« Le rendez-vous et fixé ce vendredi 4 mars à 13 heures. Les patients et les confrères se sont relayés pour le faire passer. J’espère qu’il y aura du monde », dit en préambule le Dr Joselyne Rousseau, généraliste installée à Pierrefitte (Seine-Saint-Denis) et présidente de l’Association des professionnels de santé de cette ville du 93. La raison de ce rassemblement de soutien et de ras-le-bol? L’agression dont a été victime la semaine dernière une gynécologue de Pierrefitte à son cabinet. L’auteur des faits, prétextant un rendez-vous pour sa mère, pénètre dans le cabinet et tente de dérober le sac du médecin. Cette dernière résiste. Elle est violemment frappée à la tête et souffre d’une fracture de la main. L’âge de l’agresseur, interpellé lundi ? 17 ans.
Violence des mineurs
« C’est une triple réalité que nous observons depuis en gros, août 2009. Auparavant, les agressions auxquelles devaient faire face les professionnels de santé de nos communes limitrophes de Pierrefitte et de Stains, n’étaient que sporadiques. Mais depuis deux ans, elles ont augmenté en violence et sont surtout commises par des mineurs », explique le Dr Rousseau qui sait de quoi elle parle. Installée à Pierrefitte au tout début des années 80, elle-même a, dû faire face à dix-sept agressions: de la tentative de vol de son sac à main au sortir du cabinet, à la menace armée. C’est d’ailleurs ce dernier acte de violence qui s’est produit en octobre 2009 qui l’a amenée à « sécuriser » un peu plus son cabinet. Ainsi, à l’alarme qu’elle avait déjà installée en 2003, le Dr Rousseau y a désormais adjoint une caméra vidéo à l’entrée.

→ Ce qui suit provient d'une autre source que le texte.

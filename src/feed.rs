// ===============================
// src/feed.rs
// ===============================
//
// Snapshot provider:
// - SnapshotProvider : batch query symbol -> Snapshot (+ indikator)
// - MockFeed         : random walk per symbol, indikator dihitung dari
//                      history lokal (SMA, RSI, MACD, Bollinger, volume,
//                      rolling z, volatilitas return)
//
// Retry/backoff milik provider; engine hanya membungkus call dengan timeout.
//

use std::collections::VecDeque;
use std::time::Duration;

use ahash::AHashMap as HashMap;
use async_trait::async_trait;
use chrono::Utc;
use rand::{rngs::StdRng, Rng, SeedableRng};
use thiserror::Error;
use tokio::sync::Mutex;

use crate::domain::{Indicators, Snapshot};

#[derive(Debug, Error)]
pub enum FeedError {
    #[error("snapshot provider timed out after {0:?}")]
    Timeout(Duration),
    #[error("snapshot provider unavailable: {0}")]
    Unavailable(String),
}

/// Symbol yang tidak dikenal provider cukup absen dari hasil.
#[async_trait]
pub trait SnapshotProvider: Send + Sync {
    async fn get_snapshots(&self, symbols: &[String]) -> Result<HashMap<String, Snapshot>, FeedError>;
}

const HISTORY: usize = 120;
const WARMUP_BARS: usize = 60;
const CHANGE_LOOKBACK: usize = 24;

const SMA_SHORT: usize = 10;
const SMA_LONG: usize = 30;
const RSI_PERIOD: usize = 14;
const BB_PERIOD: usize = 20;
const VOL_PERIOD: usize = 20;

struct Series {
    prices: VecDeque<f64>,
    volumes: VecDeque<f64>,
    base_volume: f64,
}

struct MockState {
    rng: StdRng,
    series: HashMap<String, Series>,
}

/// Random-walk generator (seeded, jadi reproducible di test).
pub struct MockFeed {
    state: Mutex<MockState>,
}

fn start_price(symbol: &str) -> f64 {
    match symbol {
        "BTCUSDT" => 65_000.0,
        "ETHUSDT" => 3_200.0,
        "SOLUSDT" => 150.0,
        "BNBUSDT" => 580.0,
        _ => 100.0,
    }
}

impl MockState {
    fn step(&mut self, symbol: &str) {
        let rng = &mut self.rng;
        let s = self.series.entry(symbol.to_string()).or_insert_with(|| Series {
            prices: VecDeque::from([start_price(symbol)]),
            volumes: VecDeque::from([1_000.0]),
            base_volume: 1_000.0,
        });
        let last = s.prices.back().copied().unwrap_or(100.0);
        // sesekali lonjakan (news) biar strategi punya sesuatu untuk dikerjakan
        let shock = if rng.gen_bool(0.03) { rng.gen_range(-0.03..0.03) } else { 0.0 };
        let ret = rng.gen_range(-0.004..0.004) + shock;
        let price = (last * (1.0 + ret)).max(0.0001);
        let spike = if shock != 0.0 { rng.gen_range(1.5..3.0) } else { 1.0 };
        let volume = s.base_volume * rng.gen_range(0.5..1.5) * spike;

        s.prices.push_back(price);
        s.volumes.push_back(volume);
        while s.prices.len() > HISTORY {
            s.prices.pop_front();
        }
        while s.volumes.len() > HISTORY {
            s.volumes.pop_front();
        }
    }
}

impl MockFeed {
    pub fn new(symbols: &[String], seed: u64) -> Self {
        let mut st = MockState { rng: StdRng::seed_from_u64(seed), series: HashMap::new() };
        for sym in symbols {
            for _ in 0..WARMUP_BARS {
                st.step(sym);
            }
        }
        Self { state: Mutex::new(st) }
    }
}

#[async_trait]
impl SnapshotProvider for MockFeed {
    async fn get_snapshots(&self, symbols: &[String]) -> Result<HashMap<String, Snapshot>, FeedError> {
        let mut st = self.state.lock().await;
        let ts = Utc::now();
        let mut out = HashMap::with_capacity(symbols.len());
        for sym in symbols {
            st.step(sym);
            let Some(s) = st.series.get(sym) else { continue };
            let prices: Vec<f64> = s.prices.iter().copied().collect();
            let volumes: Vec<f64> = s.volumes.iter().copied().collect();
            let n = prices.len();
            let price = prices[n - 1];
            let open = prices[n.saturating_sub(2)];
            let reference = prices[n.saturating_sub(CHANGE_LOOKBACK + 1)];
            out.insert(
                sym.clone(),
                Snapshot {
                    symbol: sym.clone(),
                    price,
                    open,
                    high: open.max(price),
                    low: open.min(price),
                    volume: volumes[volumes.len() - 1],
                    change_percent: (price / reference - 1.0) * 100.0,
                    ts,
                    indicators: compute_indicators(&prices, &volumes),
                },
            );
        }
        Ok(out)
    }
}

// ---------- indikator (pure) ----------

fn tail(xs: &[f64], n: usize) -> Option<&[f64]> {
    (n > 0 && xs.len() >= n).then(|| &xs[xs.len() - n..])
}

pub fn sma(xs: &[f64], n: usize) -> Option<f64> {
    tail(xs, n).map(|w| w.iter().sum::<f64>() / n as f64)
}

/// Std populasi dari `n` nilai terakhir.
pub fn std_dev(xs: &[f64], n: usize) -> Option<f64> {
    let w = tail(xs, n)?;
    let mean = w.iter().sum::<f64>() / n as f64;
    Some((w.iter().map(|x| (x - mean).powi(2)).sum::<f64>() / n as f64).sqrt())
}

fn ema_series(xs: &[f64], n: usize) -> Vec<f64> {
    let k = 2.0 / (n as f64 + 1.0);
    let mut out = Vec::with_capacity(xs.len());
    let mut prev = match xs.first() {
        Some(v) => *v,
        None => return out,
    };
    for &x in xs {
        prev = x * k + prev * (1.0 - k);
        out.push(prev);
    }
    out
}

pub fn rsi(xs: &[f64], n: usize) -> Option<f64> {
    let w = tail(xs, n + 1)?;
    let (mut gain, mut loss) = (0.0, 0.0);
    for pair in w.windows(2) {
        let d = pair[1] - pair[0];
        if d > 0.0 { gain += d } else { loss -= d }
    }
    if loss == 0.0 {
        return Some(if gain == 0.0 { 50.0 } else { 100.0 });
    }
    let rs = gain / loss;
    Some(100.0 - 100.0 / (1.0 + rs))
}

/// (macd, signal, histogram) dengan EMA 12/26/9.
pub fn macd(xs: &[f64]) -> Option<(f64, f64, f64)> {
    if xs.len() < 26 + 9 {
        return None;
    }
    let fast = ema_series(xs, 12);
    let slow = ema_series(xs, 26);
    let line: Vec<f64> = fast.iter().zip(&slow).map(|(f, s)| f - s).collect();
    let signal = ema_series(&line[25..], 9);
    let m = *line.last()?;
    let s = *signal.last()?;
    Some((m, s, m - s))
}

pub fn compute_indicators(prices: &[f64], volumes: &[f64]) -> Indicators {
    let returns: Vec<f64> = prices
        .windows(2)
        .filter(|w| w[0] > 0.0)
        .map(|w| w[1] / w[0] - 1.0)
        .collect();
    let bb_mid = sma(prices, BB_PERIOD);
    let bb_std = std_dev(prices, BB_PERIOD);
    let avg_volume = sma(volumes, VOL_PERIOD);
    let (macd_line, macd_signal, macd_hist) = match macd(prices) {
        Some((m, s, h)) => (Some(m), Some(s), Some(h)),
        None => (None, None, None),
    };
    Indicators {
        sma_short: sma(prices, SMA_SHORT),
        sma_long: sma(prices, SMA_LONG),
        rsi: rsi(prices, RSI_PERIOD),
        macd: macd_line,
        macd_signal,
        macd_histogram: macd_hist,
        bb_upper: bb_mid.zip(bb_std).map(|(m, s)| m + 2.0 * s),
        bb_middle: bb_mid,
        bb_lower: bb_mid.zip(bb_std).map(|(m, s)| m - 2.0 * s),
        avg_volume,
        volume_ratio: avg_volume
            .filter(|a| *a > 0.0)
            .and_then(|a| volumes.last().map(|v| v / a)),
        rolling_mean: bb_mid,
        rolling_std: bb_std,
        return_volatility: std_dev(&returns, VOL_PERIOD),
    }
}

#[cfg(test)]
mod tests {
    use super::*;

    #[test]
    fn indicators_need_history() {
        let short: Vec<f64> = (1..=5).map(|x| x as f64).collect();
        let ind = compute_indicators(&short, &short);
        assert!(ind.sma_long.is_none());
        assert!(ind.rsi.is_none());
        assert!(ind.macd.is_none());
        assert!(ind.return_volatility.is_none());
    }

    #[test]
    fn rising_series_reads_overbought() {
        let prices: Vec<f64> = (0..60).map(|x| 100.0 + x as f64).collect();
        let vols = vec![10.0; 60];
        let ind = compute_indicators(&prices, &vols);
        assert_eq!(ind.rsi, Some(100.0));
        assert!(ind.sma_short.unwrap() > ind.sma_long.unwrap());
        assert!(ind.macd.unwrap() > 0.0);
        assert_eq!(ind.volume_ratio, Some(1.0));
        assert!((ind.bb_middle.unwrap() - 149.5).abs() < 1e-9);
    }

    #[test]
    fn sma_and_std() {
        let xs = [2.0, 4.0, 4.0, 4.0, 5.0, 5.0, 7.0, 9.0];
        assert_eq!(sma(&xs, 8), Some(5.0));
        assert_eq!(std_dev(&xs, 8), Some(2.0));
        assert_eq!(sma(&xs, 9), None);
    }

    #[tokio::test]
    async fn mock_feed_is_seeded_and_warm() {
        let syms = vec!["BTCUSDT".to_string(), "SOLUSDT".to_string()];
        let a = MockFeed::new(&syms, 7).get_snapshots(&syms).await.unwrap();
        let b = MockFeed::new(&syms, 7).get_snapshots(&syms).await.unwrap();
        assert_eq!(a.len(), 2);
        assert_eq!(a["BTCUSDT"].price, b["BTCUSDT"].price);
        let ind = &a["SOLUSDT"].indicators;
        assert!(ind.rsi.is_some() && ind.macd.is_some() && ind.bb_lower.is_some());
        assert!(ind.return_volatility.unwrap() > 0.0);
    }
}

Pour autant, cette praticienne qui exerce en solo se refuse « à baisser les bras. Dans la commune, les rapports, tant entre médecins qu’avec les patients sont très bons. Ces actes de violence ne sont le fait que d’une minorité ». Mais face à laquelle, Joselyne Rousseau et ses confrères se sentent sinon désemparés, du moins sérieusement démunis. Faute d’appuis. « La population de Stains et de Pierrefitte s’est accrue de quelque 10 000 habitants en quelques années. Tandis que dans le même temps, l’effectif des policiers municipaux a diminué de cinquante agents », développe la généraliste, qui ne cache pas regretter le temps de la police de proximité.
Car aujourd’hui, la mairie a beau faire preuve de compréhension, elle semble, elle aussi être dépassée par le phénomène. Comme le résume le Dr Rousseau « ils font ce qu’ils peuvent ». Côté commissariat, les professionnels de santé de la ville ont, en revanche, obtenu un peu plus de résultats concrets. Comme la désignation, il y a quatre ans, d’un référent santé, forme d’interlocuteur privilégié auprès duquel les praticiens peuvent déclarer les tentatives de vols ou d’agression et porter plainte…
Rage et colère
Mais cela ne leur suffit plus. A l’appel de l’association, professionnels de santé et patients ont décidé de prendre leur exercice en main et de taper du poing sur la table. « Il y a une forme de rage et de colère. Nous voulons résister », s’emporte Joselyne Rousseau. Le rassemblement de vendredi n’est qu’une première étape. Le 15 mars prochain, une délégation a rendez-vous à la préfecture de Bobigny pour faire entendre sa voix auprès des tutelles, parmi lesquelles l’ARS et la cpam. « Il faut que notre mission de service public, celle du soin délivrée à la population soit reconnue et qu’on nous donne les moyens de continuer à l’assumer », martèle celle qui continue à assurer ses tours de garde à la maison médicale de garde de Saint-Denis et qui n’a pas renoncé à aller en visite au domicile de ses patients de la cité située à quelques encablures de son cabinet.
Forte du soutien de la population du quartier, « qui signe et fait tourner les pétitions », le Dr Rousseau et ses confrères ne se laisseront certainement pas chasser de leur commune. Marre d’être des victimes et des cibles privilégiées, les professionnels de santé de Pierrefitte et de Stains en appellent désormais aussi "au ministère de l’Intérieur". Message transmis à Claude Guéant, nouveau patron de la Place Beauvau.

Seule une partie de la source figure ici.